## Dataset entries
--------------------------------------------------

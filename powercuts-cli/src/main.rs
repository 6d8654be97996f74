// Lint configuration for this crate
#![warn(clippy::all)]
#![warn(clippy::pedantic)]
#![allow(clippy::module_name_repetitions)]
#![allow(clippy::must_use_candidate)]

//! powercuts CLI - Northern Powergrid power cuts from the command line.
//!
//! # Examples
//!
//! ```bash
//! # Add a postcode to monitor
//! powercuts config add "NE1 1AA" --name Home
//!
//! # Show current power cuts for every configured postcode
//! powercuts
//!
//! # One-off lookup without configuring anything
//! powercuts status --postcode "DH1 3LE"
//!
//! # JSON output
//! powercuts --format json --pretty
//!
//! # Refresh every 15 minutes
//! powercuts watch
//!
//! # Is the API up?
//! powercuts check
//! ```

mod commands;
mod monitor;
mod output;

use anyhow::Result;
use clap::{Parser, Subcommand, ValueEnum};
use powercuts_store::{LogLevel, SettingsStore, default_settings_path};
use std::path::PathBuf;
use tracing_subscriber::{EnvFilter, fmt, prelude::*};

use commands::{check, config, status, watch};

// ============================================================================
// CLI Definition
// ============================================================================

/// powercuts CLI - Northern Powergrid power cut monitoring.
#[derive(Parser)]
#[command(name = "powercuts")]
#[command(about = "Northern Powergrid power cut monitoring CLI")]
#[command(long_about = r#"
powercuts polls the Northern Powergrid power cut API and shows the power
cuts affecting your postcodes as a set of sensors.

Examples:
  powercuts config add "NE1 1AA"   # Monitor a postcode
  powercuts                        # Current power cuts
  powercuts watch                  # Refresh every 15 minutes
  powercuts --format json          # JSON output
  powercuts check                  # Is the API reachable?
"#)]
#[command(version)]
#[command(author = "Powercuts Contributors")]
pub struct Cli {
    /// Subcommand to run. If none, runs 'status' by default.
    #[command(subcommand)]
    pub command: Option<Commands>,

    /// Output format (text or json).
    #[arg(long, short = 'f', default_value = "text", global = true)]
    pub format: OutputFormat,

    /// Pretty-print JSON output.
    #[arg(long, global = true)]
    pub pretty: bool,

    /// Verbose output (show debug info).
    #[arg(long, short, global = true)]
    pub verbose: bool,

    /// Disable colored output.
    #[arg(long, global = true)]
    pub no_color: bool,

    /// Quiet mode (minimal output).
    #[arg(long, short, global = true)]
    pub quiet: bool,

    /// Settings file to use instead of the default.
    #[arg(long, global = true, value_name = "PATH")]
    pub settings: Option<PathBuf>,
}

impl Cli {
    /// Settings file in effect.
    pub fn settings_path(&self) -> PathBuf {
        self.settings.clone().unwrap_or_else(default_settings_path)
    }

    /// Loads the settings store.
    pub async fn load_settings(&self) -> Result<SettingsStore> {
        Ok(SettingsStore::load(self.settings_path()).await?)
    }
}

/// CLI commands.
#[derive(Subcommand)]
pub enum Commands {
    /// Refresh once and show every sensor (default if no command specified).
    #[command(visible_alias = "s")]
    Status(status::StatusArgs),

    /// Refresh on an interval and keep showing sensors.
    #[command(visible_alias = "w")]
    Watch(watch::WatchArgs),

    /// Check the API is reachable.
    Check,

    /// Manage configuration.
    Config(config::ConfigArgs),
}

/// Output format options.
#[derive(Debug, Clone, Copy, PartialEq, Eq, ValueEnum, Default)]
pub enum OutputFormat {
    /// Human-readable text with colors.
    #[default]
    Text,
    /// JSON output for scripting.
    Json,
}

/// CLI exit codes.
#[repr(i32)]
pub enum ExitCode {
    /// General error.
    Error = 1,
}

// ============================================================================
// Logging Setup
// ============================================================================

fn setup_logging(verbose: bool, quiet: bool, level: LogLevel) {
    if quiet {
        return;
    }

    let filter = if verbose {
        EnvFilter::new("powercuts=debug,info")
    } else {
        EnvFilter::try_from_default_env()
            .unwrap_or_else(|_| EnvFilter::new(format!("powercuts={level}")))
    };

    tracing_subscriber::registry()
        .with(
            fmt::layer()
                .with_target(false)
                .without_time()
                .with_writer(std::io::stderr),
        )
        .with(filter)
        .init();
}

// ============================================================================
// Main Entry Point
// ============================================================================

#[tokio::main]
async fn main() -> Result<()> {
    let cli = Cli::parse();

    let level = match cli.load_settings().await {
        Ok(store) => store.get().await.log_level,
        Err(_) => LogLevel::default(),
    };
    setup_logging(cli.verbose, cli.quiet, level);

    let result = match &cli.command {
        Some(Commands::Status(args)) => status::run(args, &cli).await,
        Some(Commands::Watch(args)) => watch::run(args, &cli).await,
        Some(Commands::Check) => check::run(&cli).await,
        Some(Commands::Config(args)) => config::run(args, &cli).await,
        None => status::run(&status::StatusArgs::default(), &cli).await,
    };

    if let Err(e) = result {
        if !cli.quiet {
            eprintln!("Error: {e:#}");
        }
        std::process::exit(ExitCode::Error as i32);
    }

    Ok(())
}
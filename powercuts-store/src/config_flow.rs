//! Config and options flows.
//!
//! The config flow validates a postcode, checks the endpoint is reachable
//! and creates a [`ConfigEntry`]. The options flow edits an existing entry.
//! Validation problems come back as form errors keyed by field (or `base`),
//! never as a silent failure.

use powercuts_core::PostcodeQuery;
use powercuts_core::consts::DEFAULT_NAME;
use powercuts_fetch::{HttpClient, Probe, ProbeOutcome};
use serde::Serialize;
use std::collections::BTreeMap;
use std::time::Duration;
use tracing::{debug, error, info};

use crate::error::StoreError;
use crate::settings_store::{ConfigEntry, EntryOptions, Settings, SettingsStore};

/// Form errors, keyed by field name or `base`.
pub type FlowErrors = BTreeMap<String, String>;

/// Error key for errors not tied to one field.
const BASE: &str = "base";

// ============================================================================
// Types
// ============================================================================

/// What the user typed into the form.
#[derive(Debug, Clone, Default, PartialEq, Eq)]
pub struct UserInput {
    /// Postcode, any spacing or case.
    pub postcode: String,
    /// Optional base name for sensors.
    pub name: Option<String>,
}

impl UserInput {
    /// Input with a postcode and no name.
    pub fn postcode(postcode: impl Into<String>) -> Self {
        Self {
            postcode: postcode.into(),
            name: None,
        }
    }

    /// Sets the name.
    pub fn with_name(mut self, name: impl Into<String>) -> Self {
        self.name = Some(name.into());
        self
    }

    fn name_or_default(&self) -> &str {
        match self.name.as_deref().map(str::trim) {
            Some(name) if !name.is_empty() => name,
            _ => DEFAULT_NAME,
        }
    }
}

/// Outcome of a flow step.
#[derive(Debug, Clone, PartialEq, Eq, Serialize)]
#[serde(tag = "type", rename_all = "snake_case")]
pub enum FlowResult {
    /// A new entry was created.
    CreateEntry {
        /// The stored entry.
        entry: ConfigEntry,
    },
    /// An entry's options were replaced.
    UpdateEntry {
        /// The entry with its new options.
        entry: ConfigEntry,
    },
    /// The form must be shown again with errors.
    ShowForm {
        /// Step to show.
        step_id: &'static str,
        /// Errors by field.
        errors: FlowErrors,
    },
    /// The flow cannot continue.
    Abort {
        /// Reason code.
        reason: String,
    },
}

impl FlowResult {
    fn form(step_id: &'static str, errors: FlowErrors) -> Self {
        Self::ShowForm { step_id, errors }
    }

    fn abort(reason: &str) -> Self {
        Self::Abort {
            reason: reason.to_string(),
        }
    }
}

fn length_errors(postcode: &str) -> FlowErrors {
    let mut errors = FlowErrors::new();
    if let Err(e) = PostcodeQuery::new(postcode).validate() {
        debug!(error = %e, "Rejected postcode");
        errors.insert("postcode".to_string(), "invalid_postcode".to_string());
    }
    errors
}

// ============================================================================
// Config Flow
// ============================================================================

/// Creates config entries.
#[derive(Debug, Clone)]
pub struct ConfigFlow {
    client: HttpClient,
    endpoint: String,
    probe_timeout: Duration,
}

impl ConfigFlow {
    /// Creates a flow probing the endpoint configured in `settings`.
    pub fn new(settings: &Settings) -> Self {
        let fetch = settings.fetch_settings();
        Self {
            client: fetch.build_client(),
            probe_timeout: fetch.timeout,
            endpoint: fetch.endpoint,
        }
    }

    /// Validates `input`, returning the errors to show.
    ///
    /// The endpoint is probed only when the postcode length is acceptable.
    pub async fn validate(&self, input: &UserInput) -> FlowErrors {
        let mut errors = length_errors(&input.postcode);
        if !errors.is_empty() {
            return errors;
        }

        let result = Probe::new(&self.endpoint)
            .with_timeout(self.probe_timeout)
            .check(&self.client)
            .await;

        match result.outcome {
            ProbeOutcome::Reachable => {}
            ProbeOutcome::BadStatus(status) => {
                debug!(status, "Endpoint returned an error status");
                errors.insert(BASE.to_string(), "cannot_connect".to_string());
            }
            ProbeOutcome::Unreachable(reason) => {
                debug!(%reason, "Endpoint unreachable");
                errors.insert(BASE.to_string(), "cannot_connect".to_string());
            }
            ProbeOutcome::Unexpected(reason) => {
                error!(%reason, "Unexpected exception");
                errors.insert(BASE.to_string(), "unknown".to_string());
            }
        }
        errors
    }

    /// Runs the user step, adding the entry to `store` on success.
    pub async fn step_user(&self, store: &SettingsStore, input: UserInput) -> FlowResult {
        let errors = self.validate(&input).await;
        if !errors.is_empty() {
            return FlowResult::form("user", errors);
        }

        let entry = ConfigEntry::new(&input.postcode, input.name_or_default());
        if store.has_unique_id(&entry.unique_id).await {
            info!(unique_id = %entry.unique_id, "Postcode already configured");
            return FlowResult::abort("already_configured");
        }

        match store.add_entry(entry.clone()).await {
            Ok(()) => FlowResult::CreateEntry { entry },
            Err(_) => FlowResult::abort("already_configured"),
        }
    }
}

// ============================================================================
// Options Flow
// ============================================================================

/// Edits an existing entry's postcode and name.
#[derive(Debug, Clone)]
pub struct OptionsFlow {
    entry_id: String,
}

impl OptionsFlow {
    /// Options flow for `entry_id`.
    pub fn new(entry_id: impl Into<String>) -> Self {
        Self {
            entry_id: entry_id.into(),
        }
    }

    /// Form defaults: the entry's current values.
    pub fn defaults(entry: &ConfigEntry) -> UserInput {
        UserInput::postcode(entry.postcode()).with_name(entry.name())
    }

    /// Runs the init step.
    ///
    /// # Errors
    ///
    /// Returns [`StoreError::EntryNotFound`] if the entry no longer exists.
    pub async fn step_init(
        &self,
        store: &SettingsStore,
        input: UserInput,
    ) -> Result<FlowResult, StoreError> {
        let errors = length_errors(&input.postcode);
        if !errors.is_empty() {
            return Ok(FlowResult::form("init", errors));
        }

        let options = EntryOptions {
            postcode: Some(input.postcode.clone()),
            name: Some(input.name_or_default().to_string()),
        };
        store.set_options(&self.entry_id, options).await?;

        let entry = store
            .entry(&self.entry_id)
            .await
            .ok_or_else(|| StoreError::EntryNotFound(self.entry_id.clone()))?;
        Ok(FlowResult::UpdateEntry { entry })
    }
}

// ============================================================================
// Tests
// ============================================================================
//! Config command - manage configuration.

use anyhow::{Result, anyhow, bail};
use clap::{Args, Subcommand};
use powercuts_store::{
    ConfigFlow, FlowErrors, FlowResult, OptionsFlow, SettingsStore, UserInput,
    default_config_dir,
};
use tokio::sync::watch;
use tracing::{debug, info};

use crate::output::{JsonFormatter, TextFormatter};
use crate::{Cli, OutputFormat};

/// Arguments for the config command.
#[derive(Args)]
pub struct ConfigArgs {
    #[command(subcommand)]
    pub action: ConfigAction,
}

/// Config subcommands.
#[derive(Subcommand)]
pub enum ConfigAction {
    /// Show current configuration.
    Show,

    /// Show configuration paths.
    Path,

    /// Monitor a postcode.
    Add {
        /// Postcode, e.g. "NE1 1AA".
        postcode: String,

        /// Base name for the sensors.
        #[arg(long, short)]
        name: Option<String>,
    },

    /// Change the postcode or name of an entry.
    Options {
        /// Config entry id.
        entry_id: String,

        /// New postcode.
        #[arg(long, short)]
        postcode: Option<String>,

        /// New name.
        #[arg(long, short)]
        name: Option<String>,
    },

    /// Stop monitoring an entry.
    Remove {
        /// Config entry id.
        entry_id: String,
    },

    /// Reset to defaults.
    Reset,
}

/// Runs the config command.
pub async fn run(args: &ConfigArgs, cli: &Cli) -> Result<()> {
    match &args.action {
        ConfigAction::Show => show_config(cli).await,
        ConfigAction::Path => show_paths(cli),
        ConfigAction::Add { postcode, name } => add_entry(postcode, name.as_deref(), cli).await,
        ConfigAction::Options {
            entry_id,
            postcode,
            name,
        } => set_options(entry_id, postcode.as_deref(), name.as_deref(), cli).await,
        ConfigAction::Remove { entry_id } => remove_entry(entry_id, cli).await,
        ConfigAction::Reset => reset_config(cli).await,
    }
}

/// Saves the store if anything changed since `changes` was taken.
async fn persist(store: &SettingsStore, changes: &watch::Receiver<u64>) -> Result<()> {
    if changes.has_changed().unwrap_or(false) {
        store.save().await?;
    } else {
        debug!("Settings unchanged, not saving");
    }
    Ok(())
}

fn describe_errors(errors: &FlowErrors) -> String {
    errors
        .iter()
        .map(|(field, code)| format!("{field}: {code}"))
        .collect::<Vec<_>>()
        .join(", ")
}

async fn show_config(cli: &Cli) -> Result<()> {
    let settings = cli.load_settings().await?.get().await;

    match cli.format {
        OutputFormat::Text => {
            let formatter = TextFormatter::new(!cli.no_color);
            println!("{}", formatter.format_settings(&settings));
        }
        OutputFormat::Json => {
            let formatter = JsonFormatter::new(cli.pretty);
            println!("{}", formatter.format(&settings)?);
        }
    }

    Ok(())
}

fn show_paths(cli: &Cli) -> Result<()> {
    let config_dir = default_config_dir();
    let settings_path = cli.settings_path();

    match cli.format {
        OutputFormat::Text => {
            println!("Configuration Paths");
            println!("{}", "─".repeat(40));
            println!();
            println!("Config dir:    {}", config_dir.display());
            println!("Settings file: {}", settings_path.display());
        }
        OutputFormat::Json => {
            let paths = serde_json::json!({
                "config_dir": config_dir.display().to_string(),
                "settings_file": settings_path.display().to_string(),
            });
            let formatter = JsonFormatter::new(cli.pretty);
            println!("{}", formatter.format(&paths)?);
        }
    }

    Ok(())
}

async fn add_entry(postcode: &str, name: Option<&str>, cli: &Cli) -> Result<()> {
    let store = cli.load_settings().await?;
    let changes = store.subscribe();
    let flow = ConfigFlow::new(&store.get().await);

    let mut input = UserInput::postcode(postcode);
    if let Some(name) = name {
        input = input.with_name(name);
    }

    match flow.step_user(&store, input).await {
        FlowResult::CreateEntry { entry } => {
            persist(&store, &changes).await?;
            info!(entry_id = %entry.entry_id, "Config entry created");
            println!("Added {} (entry id: {})", entry.title, entry.entry_id);
            Ok(())
        }
        FlowResult::ShowForm { errors, .. } => bail!("Invalid input: {}", describe_errors(&errors)),
        FlowResult::Abort { reason } => bail!("Aborted: {reason}"),
        other => bail!("Unexpected flow result: {other:?}"),
    }
}

async fn set_options(
    entry_id: &str,
    postcode: Option<&str>,
    name: Option<&str>,
    cli: &Cli,
) -> Result<()> {
    let store = cli.load_settings().await?;
    let changes = store.subscribe();
    let entry = store
        .entry(entry_id)
        .await
        .ok_or_else(|| anyhow!("Unknown config entry: {entry_id}"))?;

    let mut input = OptionsFlow::defaults(&entry);
    if let Some(postcode) = postcode {
        input.postcode = postcode.to_string();
    }
    if let Some(name) = name {
        input.name = Some(name.to_string());
    }

    match OptionsFlow::new(entry_id).step_init(&store, input).await? {
        FlowResult::UpdateEntry { entry } => {
            persist(&store, &changes).await?;
            println!(
                "Updated {}: postcode {}, name {}",
                entry.entry_id,
                entry.postcode(),
                entry.name()
            );
            Ok(())
        }
        FlowResult::ShowForm { errors, .. } => bail!("Invalid input: {}", describe_errors(&errors)),
        FlowResult::Abort { reason } => bail!("Aborted: {reason}"),
        other => bail!("Unexpected flow result: {other:?}"),
    }
}

async fn remove_entry(entry_id: &str, cli: &Cli) -> Result<()> {
    let store = cli.load_settings().await?;
    let changes = store.subscribe();
    let entry = store.remove_entry(entry_id).await?;
    persist(&store, &changes).await?;

    println!("Removed {}", entry.title);
    Ok(())
}

async fn reset_config(cli: &Cli) -> Result<()> {
    let store = cli.load_settings().await?;
    let changes = store.subscribe();

    store.reset().await;
    persist(&store, &changes).await?;

    info!(path = %store.path().display(), "Settings reset");
    println!("Configuration reset to defaults");
    Ok(())
}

--------------------------------------------------

## What is being asked
Which lines of the records above contain the word "clippy"? Report each one.

## Your response
#![warn(clippy::all)]
#![warn(clippy::pedantic)]
#![allow(clippy::module_name_repetitions)]
#![allow(clippy::must_use_candidate)]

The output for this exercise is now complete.